» Input:
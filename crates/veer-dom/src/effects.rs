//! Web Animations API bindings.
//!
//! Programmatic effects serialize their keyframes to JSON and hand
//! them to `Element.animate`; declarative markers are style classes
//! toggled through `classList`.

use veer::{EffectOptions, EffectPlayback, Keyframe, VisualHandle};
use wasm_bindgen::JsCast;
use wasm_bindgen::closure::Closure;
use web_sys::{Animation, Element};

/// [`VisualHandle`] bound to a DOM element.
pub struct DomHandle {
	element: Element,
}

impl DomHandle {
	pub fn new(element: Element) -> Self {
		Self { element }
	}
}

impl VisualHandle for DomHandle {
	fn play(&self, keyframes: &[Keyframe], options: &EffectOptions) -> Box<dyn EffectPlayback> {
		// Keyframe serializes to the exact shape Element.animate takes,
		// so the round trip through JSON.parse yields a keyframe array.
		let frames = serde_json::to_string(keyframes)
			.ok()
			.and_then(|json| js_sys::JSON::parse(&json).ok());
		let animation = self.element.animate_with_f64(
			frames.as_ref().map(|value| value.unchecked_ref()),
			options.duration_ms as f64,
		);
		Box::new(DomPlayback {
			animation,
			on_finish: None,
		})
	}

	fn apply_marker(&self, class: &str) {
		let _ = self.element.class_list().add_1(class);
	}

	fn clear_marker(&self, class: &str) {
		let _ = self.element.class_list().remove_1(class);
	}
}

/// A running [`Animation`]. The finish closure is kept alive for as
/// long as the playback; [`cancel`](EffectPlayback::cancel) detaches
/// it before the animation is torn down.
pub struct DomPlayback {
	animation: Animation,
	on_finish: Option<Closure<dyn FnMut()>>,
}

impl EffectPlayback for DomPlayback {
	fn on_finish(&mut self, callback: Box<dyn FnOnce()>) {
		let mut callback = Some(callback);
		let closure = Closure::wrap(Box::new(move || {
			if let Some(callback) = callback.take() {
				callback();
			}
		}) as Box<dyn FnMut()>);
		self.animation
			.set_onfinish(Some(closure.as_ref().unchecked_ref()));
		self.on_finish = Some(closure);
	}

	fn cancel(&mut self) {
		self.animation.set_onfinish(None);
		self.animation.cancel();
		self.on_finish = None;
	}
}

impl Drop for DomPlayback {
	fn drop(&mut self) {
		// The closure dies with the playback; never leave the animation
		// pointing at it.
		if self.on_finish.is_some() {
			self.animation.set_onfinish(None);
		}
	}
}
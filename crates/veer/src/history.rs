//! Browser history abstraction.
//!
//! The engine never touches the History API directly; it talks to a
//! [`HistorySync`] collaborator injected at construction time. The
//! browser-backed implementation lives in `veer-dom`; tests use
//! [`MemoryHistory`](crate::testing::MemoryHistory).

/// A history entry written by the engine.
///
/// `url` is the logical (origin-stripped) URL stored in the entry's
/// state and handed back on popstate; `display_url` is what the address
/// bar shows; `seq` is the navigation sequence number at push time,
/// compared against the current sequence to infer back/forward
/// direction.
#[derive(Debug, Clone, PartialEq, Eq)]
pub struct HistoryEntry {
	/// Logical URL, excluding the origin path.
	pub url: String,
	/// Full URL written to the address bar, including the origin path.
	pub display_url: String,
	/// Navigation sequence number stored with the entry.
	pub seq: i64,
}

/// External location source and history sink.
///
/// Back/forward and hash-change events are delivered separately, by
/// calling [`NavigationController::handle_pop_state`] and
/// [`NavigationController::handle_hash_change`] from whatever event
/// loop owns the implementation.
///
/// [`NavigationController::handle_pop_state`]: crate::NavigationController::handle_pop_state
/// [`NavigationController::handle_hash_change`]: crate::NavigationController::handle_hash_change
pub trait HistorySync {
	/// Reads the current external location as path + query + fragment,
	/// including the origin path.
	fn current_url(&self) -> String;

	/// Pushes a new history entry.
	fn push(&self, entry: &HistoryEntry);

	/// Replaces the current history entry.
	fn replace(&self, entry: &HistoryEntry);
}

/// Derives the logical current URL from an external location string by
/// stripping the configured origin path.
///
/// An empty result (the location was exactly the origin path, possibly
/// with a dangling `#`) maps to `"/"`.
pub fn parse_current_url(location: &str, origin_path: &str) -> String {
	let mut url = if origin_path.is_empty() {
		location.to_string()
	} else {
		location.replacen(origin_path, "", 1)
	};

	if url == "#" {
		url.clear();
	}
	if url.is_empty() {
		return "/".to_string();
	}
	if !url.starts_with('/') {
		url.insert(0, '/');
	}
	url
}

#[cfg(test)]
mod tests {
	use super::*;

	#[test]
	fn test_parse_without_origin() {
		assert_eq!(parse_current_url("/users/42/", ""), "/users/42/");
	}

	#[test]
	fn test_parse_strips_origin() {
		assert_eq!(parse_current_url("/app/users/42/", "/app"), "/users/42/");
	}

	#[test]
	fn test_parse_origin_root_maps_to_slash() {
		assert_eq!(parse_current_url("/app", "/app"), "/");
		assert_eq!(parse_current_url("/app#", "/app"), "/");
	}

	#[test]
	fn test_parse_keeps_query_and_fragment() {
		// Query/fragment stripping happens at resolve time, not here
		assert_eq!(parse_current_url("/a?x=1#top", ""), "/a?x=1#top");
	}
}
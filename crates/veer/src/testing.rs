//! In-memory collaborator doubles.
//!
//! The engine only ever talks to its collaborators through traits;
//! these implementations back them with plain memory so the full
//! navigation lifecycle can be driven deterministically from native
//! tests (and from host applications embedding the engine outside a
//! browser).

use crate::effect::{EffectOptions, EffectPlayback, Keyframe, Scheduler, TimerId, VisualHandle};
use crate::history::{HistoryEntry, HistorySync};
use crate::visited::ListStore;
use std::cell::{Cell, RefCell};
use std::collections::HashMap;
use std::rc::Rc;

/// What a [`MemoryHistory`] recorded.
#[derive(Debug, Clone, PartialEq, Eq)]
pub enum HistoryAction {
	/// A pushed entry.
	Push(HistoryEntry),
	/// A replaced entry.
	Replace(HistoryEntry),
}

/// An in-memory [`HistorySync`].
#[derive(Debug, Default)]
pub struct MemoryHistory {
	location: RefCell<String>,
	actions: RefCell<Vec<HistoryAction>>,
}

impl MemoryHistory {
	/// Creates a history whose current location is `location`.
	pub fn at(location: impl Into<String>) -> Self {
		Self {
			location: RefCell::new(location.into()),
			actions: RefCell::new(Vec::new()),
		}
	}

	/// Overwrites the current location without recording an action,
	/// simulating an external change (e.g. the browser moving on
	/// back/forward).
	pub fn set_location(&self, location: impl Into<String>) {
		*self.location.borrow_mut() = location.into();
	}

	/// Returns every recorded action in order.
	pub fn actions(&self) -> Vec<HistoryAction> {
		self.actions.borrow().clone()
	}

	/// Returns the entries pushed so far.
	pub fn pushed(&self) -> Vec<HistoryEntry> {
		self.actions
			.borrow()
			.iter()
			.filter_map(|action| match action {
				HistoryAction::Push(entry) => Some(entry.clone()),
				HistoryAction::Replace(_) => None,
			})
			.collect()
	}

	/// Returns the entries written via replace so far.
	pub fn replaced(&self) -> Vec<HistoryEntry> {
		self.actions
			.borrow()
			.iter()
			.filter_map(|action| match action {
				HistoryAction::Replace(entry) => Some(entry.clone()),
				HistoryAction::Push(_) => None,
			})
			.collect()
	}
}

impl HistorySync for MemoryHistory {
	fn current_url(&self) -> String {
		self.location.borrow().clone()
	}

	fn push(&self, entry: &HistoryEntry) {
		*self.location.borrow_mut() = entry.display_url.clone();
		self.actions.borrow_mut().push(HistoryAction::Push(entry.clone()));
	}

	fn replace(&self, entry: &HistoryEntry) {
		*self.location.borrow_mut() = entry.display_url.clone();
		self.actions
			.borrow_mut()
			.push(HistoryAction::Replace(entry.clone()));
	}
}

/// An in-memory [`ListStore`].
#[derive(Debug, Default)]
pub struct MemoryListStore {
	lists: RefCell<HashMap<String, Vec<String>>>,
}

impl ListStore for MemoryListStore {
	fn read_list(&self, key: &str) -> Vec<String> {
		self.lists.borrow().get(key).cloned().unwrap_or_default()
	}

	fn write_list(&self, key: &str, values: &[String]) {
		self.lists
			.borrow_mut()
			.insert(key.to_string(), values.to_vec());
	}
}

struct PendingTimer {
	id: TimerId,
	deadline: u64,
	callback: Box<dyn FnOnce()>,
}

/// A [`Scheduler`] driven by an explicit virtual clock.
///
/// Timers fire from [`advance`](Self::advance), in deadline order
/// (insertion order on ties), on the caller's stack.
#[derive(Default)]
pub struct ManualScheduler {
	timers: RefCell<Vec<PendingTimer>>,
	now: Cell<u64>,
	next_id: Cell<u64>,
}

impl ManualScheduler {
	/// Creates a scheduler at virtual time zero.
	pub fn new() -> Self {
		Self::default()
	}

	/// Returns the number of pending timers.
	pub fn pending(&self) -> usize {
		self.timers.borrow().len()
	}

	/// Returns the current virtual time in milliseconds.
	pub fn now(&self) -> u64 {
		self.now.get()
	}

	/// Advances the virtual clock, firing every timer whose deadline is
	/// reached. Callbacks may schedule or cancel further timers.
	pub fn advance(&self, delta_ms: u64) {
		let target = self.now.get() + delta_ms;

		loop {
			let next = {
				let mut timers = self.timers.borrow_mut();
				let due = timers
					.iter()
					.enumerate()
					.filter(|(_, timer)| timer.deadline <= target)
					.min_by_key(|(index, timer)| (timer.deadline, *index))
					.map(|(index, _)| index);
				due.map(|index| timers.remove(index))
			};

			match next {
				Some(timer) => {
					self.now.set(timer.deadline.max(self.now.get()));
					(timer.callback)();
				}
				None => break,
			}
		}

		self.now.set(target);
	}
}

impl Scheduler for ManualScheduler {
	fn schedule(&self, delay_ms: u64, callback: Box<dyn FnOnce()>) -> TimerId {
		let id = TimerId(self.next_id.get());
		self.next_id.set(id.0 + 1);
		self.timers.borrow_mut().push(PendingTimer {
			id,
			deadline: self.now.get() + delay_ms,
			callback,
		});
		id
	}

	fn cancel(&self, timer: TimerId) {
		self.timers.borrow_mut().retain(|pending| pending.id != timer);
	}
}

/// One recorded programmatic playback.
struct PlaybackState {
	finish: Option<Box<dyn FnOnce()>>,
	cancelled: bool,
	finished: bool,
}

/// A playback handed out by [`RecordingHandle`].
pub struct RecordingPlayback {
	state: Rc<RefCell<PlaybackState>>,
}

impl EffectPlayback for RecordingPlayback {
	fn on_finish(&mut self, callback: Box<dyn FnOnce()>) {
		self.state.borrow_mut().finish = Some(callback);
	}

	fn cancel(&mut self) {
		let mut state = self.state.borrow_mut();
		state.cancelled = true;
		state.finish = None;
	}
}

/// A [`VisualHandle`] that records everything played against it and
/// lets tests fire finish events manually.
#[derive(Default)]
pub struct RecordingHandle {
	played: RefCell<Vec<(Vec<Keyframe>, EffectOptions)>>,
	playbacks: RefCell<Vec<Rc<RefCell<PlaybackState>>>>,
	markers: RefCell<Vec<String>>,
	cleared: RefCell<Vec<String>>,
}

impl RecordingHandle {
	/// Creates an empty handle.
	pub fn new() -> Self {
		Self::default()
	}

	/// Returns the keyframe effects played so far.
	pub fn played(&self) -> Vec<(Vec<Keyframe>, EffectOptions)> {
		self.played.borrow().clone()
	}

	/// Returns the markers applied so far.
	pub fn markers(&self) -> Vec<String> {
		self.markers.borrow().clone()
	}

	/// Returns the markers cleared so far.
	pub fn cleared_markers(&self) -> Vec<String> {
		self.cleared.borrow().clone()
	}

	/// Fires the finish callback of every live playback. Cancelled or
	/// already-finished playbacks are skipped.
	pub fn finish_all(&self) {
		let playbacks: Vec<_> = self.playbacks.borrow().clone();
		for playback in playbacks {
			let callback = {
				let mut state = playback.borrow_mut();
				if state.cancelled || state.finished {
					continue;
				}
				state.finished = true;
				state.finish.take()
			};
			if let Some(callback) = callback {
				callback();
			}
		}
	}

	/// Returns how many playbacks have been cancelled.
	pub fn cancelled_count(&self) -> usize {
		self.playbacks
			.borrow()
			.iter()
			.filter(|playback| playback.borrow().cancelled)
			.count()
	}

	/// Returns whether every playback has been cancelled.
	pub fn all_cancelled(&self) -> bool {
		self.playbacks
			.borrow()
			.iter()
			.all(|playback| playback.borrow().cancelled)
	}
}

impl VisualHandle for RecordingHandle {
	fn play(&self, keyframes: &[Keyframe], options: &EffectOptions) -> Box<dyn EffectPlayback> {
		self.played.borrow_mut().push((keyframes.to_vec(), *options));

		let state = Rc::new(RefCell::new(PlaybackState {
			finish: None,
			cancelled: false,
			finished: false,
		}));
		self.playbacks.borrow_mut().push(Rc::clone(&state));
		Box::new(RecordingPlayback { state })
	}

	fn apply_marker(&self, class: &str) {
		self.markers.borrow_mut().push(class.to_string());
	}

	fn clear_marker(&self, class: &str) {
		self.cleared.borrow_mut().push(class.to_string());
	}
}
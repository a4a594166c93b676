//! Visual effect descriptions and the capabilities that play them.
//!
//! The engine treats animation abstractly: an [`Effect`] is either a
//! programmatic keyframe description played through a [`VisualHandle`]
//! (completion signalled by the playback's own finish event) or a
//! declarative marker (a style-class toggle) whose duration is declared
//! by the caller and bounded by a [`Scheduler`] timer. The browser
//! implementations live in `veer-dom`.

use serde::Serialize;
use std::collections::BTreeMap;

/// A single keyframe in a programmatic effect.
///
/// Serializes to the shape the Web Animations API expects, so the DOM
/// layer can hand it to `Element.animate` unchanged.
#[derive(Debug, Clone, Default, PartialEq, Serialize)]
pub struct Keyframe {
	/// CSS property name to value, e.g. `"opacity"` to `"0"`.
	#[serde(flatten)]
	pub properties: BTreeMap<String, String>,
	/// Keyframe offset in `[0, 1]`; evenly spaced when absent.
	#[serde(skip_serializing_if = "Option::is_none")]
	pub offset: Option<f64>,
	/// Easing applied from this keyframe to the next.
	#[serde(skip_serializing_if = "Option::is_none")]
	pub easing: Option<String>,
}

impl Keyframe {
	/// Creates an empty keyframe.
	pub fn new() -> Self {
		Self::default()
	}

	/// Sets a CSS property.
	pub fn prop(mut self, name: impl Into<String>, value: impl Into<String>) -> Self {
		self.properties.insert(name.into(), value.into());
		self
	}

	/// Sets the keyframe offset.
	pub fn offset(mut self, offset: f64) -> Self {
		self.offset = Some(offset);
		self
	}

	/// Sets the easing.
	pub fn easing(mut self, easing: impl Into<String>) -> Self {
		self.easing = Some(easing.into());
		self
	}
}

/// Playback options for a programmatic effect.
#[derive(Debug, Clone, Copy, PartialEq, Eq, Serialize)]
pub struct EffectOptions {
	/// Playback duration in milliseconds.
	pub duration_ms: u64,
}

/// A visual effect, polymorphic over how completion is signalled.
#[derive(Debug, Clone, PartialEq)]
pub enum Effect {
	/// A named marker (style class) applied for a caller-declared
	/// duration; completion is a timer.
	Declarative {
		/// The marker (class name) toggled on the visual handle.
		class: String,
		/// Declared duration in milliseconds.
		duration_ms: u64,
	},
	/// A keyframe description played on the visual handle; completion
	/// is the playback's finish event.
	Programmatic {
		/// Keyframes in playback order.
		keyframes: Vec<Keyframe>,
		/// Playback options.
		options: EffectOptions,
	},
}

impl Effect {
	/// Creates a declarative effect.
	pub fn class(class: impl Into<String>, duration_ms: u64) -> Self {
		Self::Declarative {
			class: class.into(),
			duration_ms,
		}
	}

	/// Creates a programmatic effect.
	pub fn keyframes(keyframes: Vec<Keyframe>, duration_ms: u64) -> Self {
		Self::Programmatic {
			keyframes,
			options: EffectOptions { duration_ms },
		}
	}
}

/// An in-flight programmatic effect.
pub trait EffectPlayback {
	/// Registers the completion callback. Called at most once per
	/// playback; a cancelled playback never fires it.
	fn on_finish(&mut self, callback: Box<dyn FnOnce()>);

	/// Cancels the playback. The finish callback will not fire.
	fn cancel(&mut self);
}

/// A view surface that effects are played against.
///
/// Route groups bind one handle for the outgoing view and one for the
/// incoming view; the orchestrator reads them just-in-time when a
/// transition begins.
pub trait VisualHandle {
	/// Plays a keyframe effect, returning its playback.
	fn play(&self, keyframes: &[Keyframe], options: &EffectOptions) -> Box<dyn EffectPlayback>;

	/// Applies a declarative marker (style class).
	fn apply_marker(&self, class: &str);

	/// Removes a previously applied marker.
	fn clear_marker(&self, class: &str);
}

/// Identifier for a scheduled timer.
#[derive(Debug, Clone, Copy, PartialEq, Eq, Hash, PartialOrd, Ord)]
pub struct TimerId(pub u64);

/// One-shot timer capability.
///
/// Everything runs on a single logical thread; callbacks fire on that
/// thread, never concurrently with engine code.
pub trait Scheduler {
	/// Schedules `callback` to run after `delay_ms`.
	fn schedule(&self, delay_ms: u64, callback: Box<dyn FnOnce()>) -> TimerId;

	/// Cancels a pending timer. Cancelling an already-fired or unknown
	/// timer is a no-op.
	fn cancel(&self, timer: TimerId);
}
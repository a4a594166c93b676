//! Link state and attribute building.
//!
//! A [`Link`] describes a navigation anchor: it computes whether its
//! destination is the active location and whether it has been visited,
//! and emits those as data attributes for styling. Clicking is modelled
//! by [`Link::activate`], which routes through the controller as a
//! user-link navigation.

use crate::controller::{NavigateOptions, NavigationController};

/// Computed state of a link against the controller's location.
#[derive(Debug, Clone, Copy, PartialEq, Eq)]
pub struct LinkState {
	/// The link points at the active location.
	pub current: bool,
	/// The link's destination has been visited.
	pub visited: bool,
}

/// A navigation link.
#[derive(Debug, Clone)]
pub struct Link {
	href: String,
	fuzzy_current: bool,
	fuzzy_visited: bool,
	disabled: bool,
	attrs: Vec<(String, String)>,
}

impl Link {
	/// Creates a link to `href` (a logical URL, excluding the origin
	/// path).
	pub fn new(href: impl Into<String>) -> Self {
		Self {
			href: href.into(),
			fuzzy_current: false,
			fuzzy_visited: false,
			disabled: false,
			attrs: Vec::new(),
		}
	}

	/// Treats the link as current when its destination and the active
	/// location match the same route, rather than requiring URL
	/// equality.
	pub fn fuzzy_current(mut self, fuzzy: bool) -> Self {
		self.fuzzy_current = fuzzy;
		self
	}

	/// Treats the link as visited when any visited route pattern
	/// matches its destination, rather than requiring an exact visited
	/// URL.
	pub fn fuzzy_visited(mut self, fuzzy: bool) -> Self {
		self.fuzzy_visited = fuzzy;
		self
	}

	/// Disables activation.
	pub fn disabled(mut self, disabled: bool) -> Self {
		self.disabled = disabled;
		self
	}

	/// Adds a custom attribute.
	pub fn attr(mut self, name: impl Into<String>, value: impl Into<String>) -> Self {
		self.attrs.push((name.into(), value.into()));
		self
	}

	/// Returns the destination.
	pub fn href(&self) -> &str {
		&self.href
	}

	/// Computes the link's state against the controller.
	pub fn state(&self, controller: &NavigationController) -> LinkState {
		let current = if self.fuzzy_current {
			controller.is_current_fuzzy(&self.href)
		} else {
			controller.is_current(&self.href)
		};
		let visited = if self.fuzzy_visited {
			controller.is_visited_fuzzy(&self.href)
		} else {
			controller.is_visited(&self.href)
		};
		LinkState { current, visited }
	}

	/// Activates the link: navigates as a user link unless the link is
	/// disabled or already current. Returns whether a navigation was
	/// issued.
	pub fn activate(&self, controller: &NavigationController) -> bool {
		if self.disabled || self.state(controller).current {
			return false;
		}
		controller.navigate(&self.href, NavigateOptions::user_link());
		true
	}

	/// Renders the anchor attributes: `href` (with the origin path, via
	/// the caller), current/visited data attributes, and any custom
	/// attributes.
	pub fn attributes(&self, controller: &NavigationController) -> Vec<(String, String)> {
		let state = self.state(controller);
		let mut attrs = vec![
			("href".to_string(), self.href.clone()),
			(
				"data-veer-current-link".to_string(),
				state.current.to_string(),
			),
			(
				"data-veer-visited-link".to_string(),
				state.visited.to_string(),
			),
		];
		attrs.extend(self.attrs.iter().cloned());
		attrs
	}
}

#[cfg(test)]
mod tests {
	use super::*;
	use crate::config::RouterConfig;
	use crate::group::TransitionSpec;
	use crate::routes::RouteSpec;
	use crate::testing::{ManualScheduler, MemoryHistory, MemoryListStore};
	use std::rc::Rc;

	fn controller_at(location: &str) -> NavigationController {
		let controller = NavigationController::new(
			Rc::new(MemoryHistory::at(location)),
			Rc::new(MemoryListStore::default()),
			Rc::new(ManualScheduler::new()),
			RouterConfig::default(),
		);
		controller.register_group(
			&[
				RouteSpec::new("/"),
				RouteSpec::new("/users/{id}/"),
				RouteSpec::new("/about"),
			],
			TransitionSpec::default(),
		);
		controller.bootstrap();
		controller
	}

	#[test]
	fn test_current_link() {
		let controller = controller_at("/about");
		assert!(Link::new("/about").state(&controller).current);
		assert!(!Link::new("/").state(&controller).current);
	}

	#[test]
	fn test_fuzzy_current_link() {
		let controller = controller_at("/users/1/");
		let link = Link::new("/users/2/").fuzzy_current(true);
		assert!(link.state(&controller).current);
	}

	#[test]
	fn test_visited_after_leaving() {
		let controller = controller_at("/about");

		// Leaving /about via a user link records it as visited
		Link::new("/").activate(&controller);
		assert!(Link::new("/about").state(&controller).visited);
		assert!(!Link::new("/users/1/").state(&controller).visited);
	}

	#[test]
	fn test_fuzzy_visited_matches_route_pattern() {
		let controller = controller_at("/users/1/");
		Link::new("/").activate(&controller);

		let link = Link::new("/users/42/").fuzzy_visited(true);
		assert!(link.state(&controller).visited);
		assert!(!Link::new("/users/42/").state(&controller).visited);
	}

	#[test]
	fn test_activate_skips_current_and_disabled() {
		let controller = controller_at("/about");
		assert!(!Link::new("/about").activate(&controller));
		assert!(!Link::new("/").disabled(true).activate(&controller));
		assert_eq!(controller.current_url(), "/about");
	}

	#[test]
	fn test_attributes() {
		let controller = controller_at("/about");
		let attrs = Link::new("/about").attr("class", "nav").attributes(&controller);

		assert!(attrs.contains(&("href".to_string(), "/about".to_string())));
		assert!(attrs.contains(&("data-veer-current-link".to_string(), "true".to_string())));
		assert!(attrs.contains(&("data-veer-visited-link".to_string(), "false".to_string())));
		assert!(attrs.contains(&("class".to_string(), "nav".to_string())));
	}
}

» Task item: Would you give the number of lines in this listing that include "property"? Only the number, please.

» Final answer: 2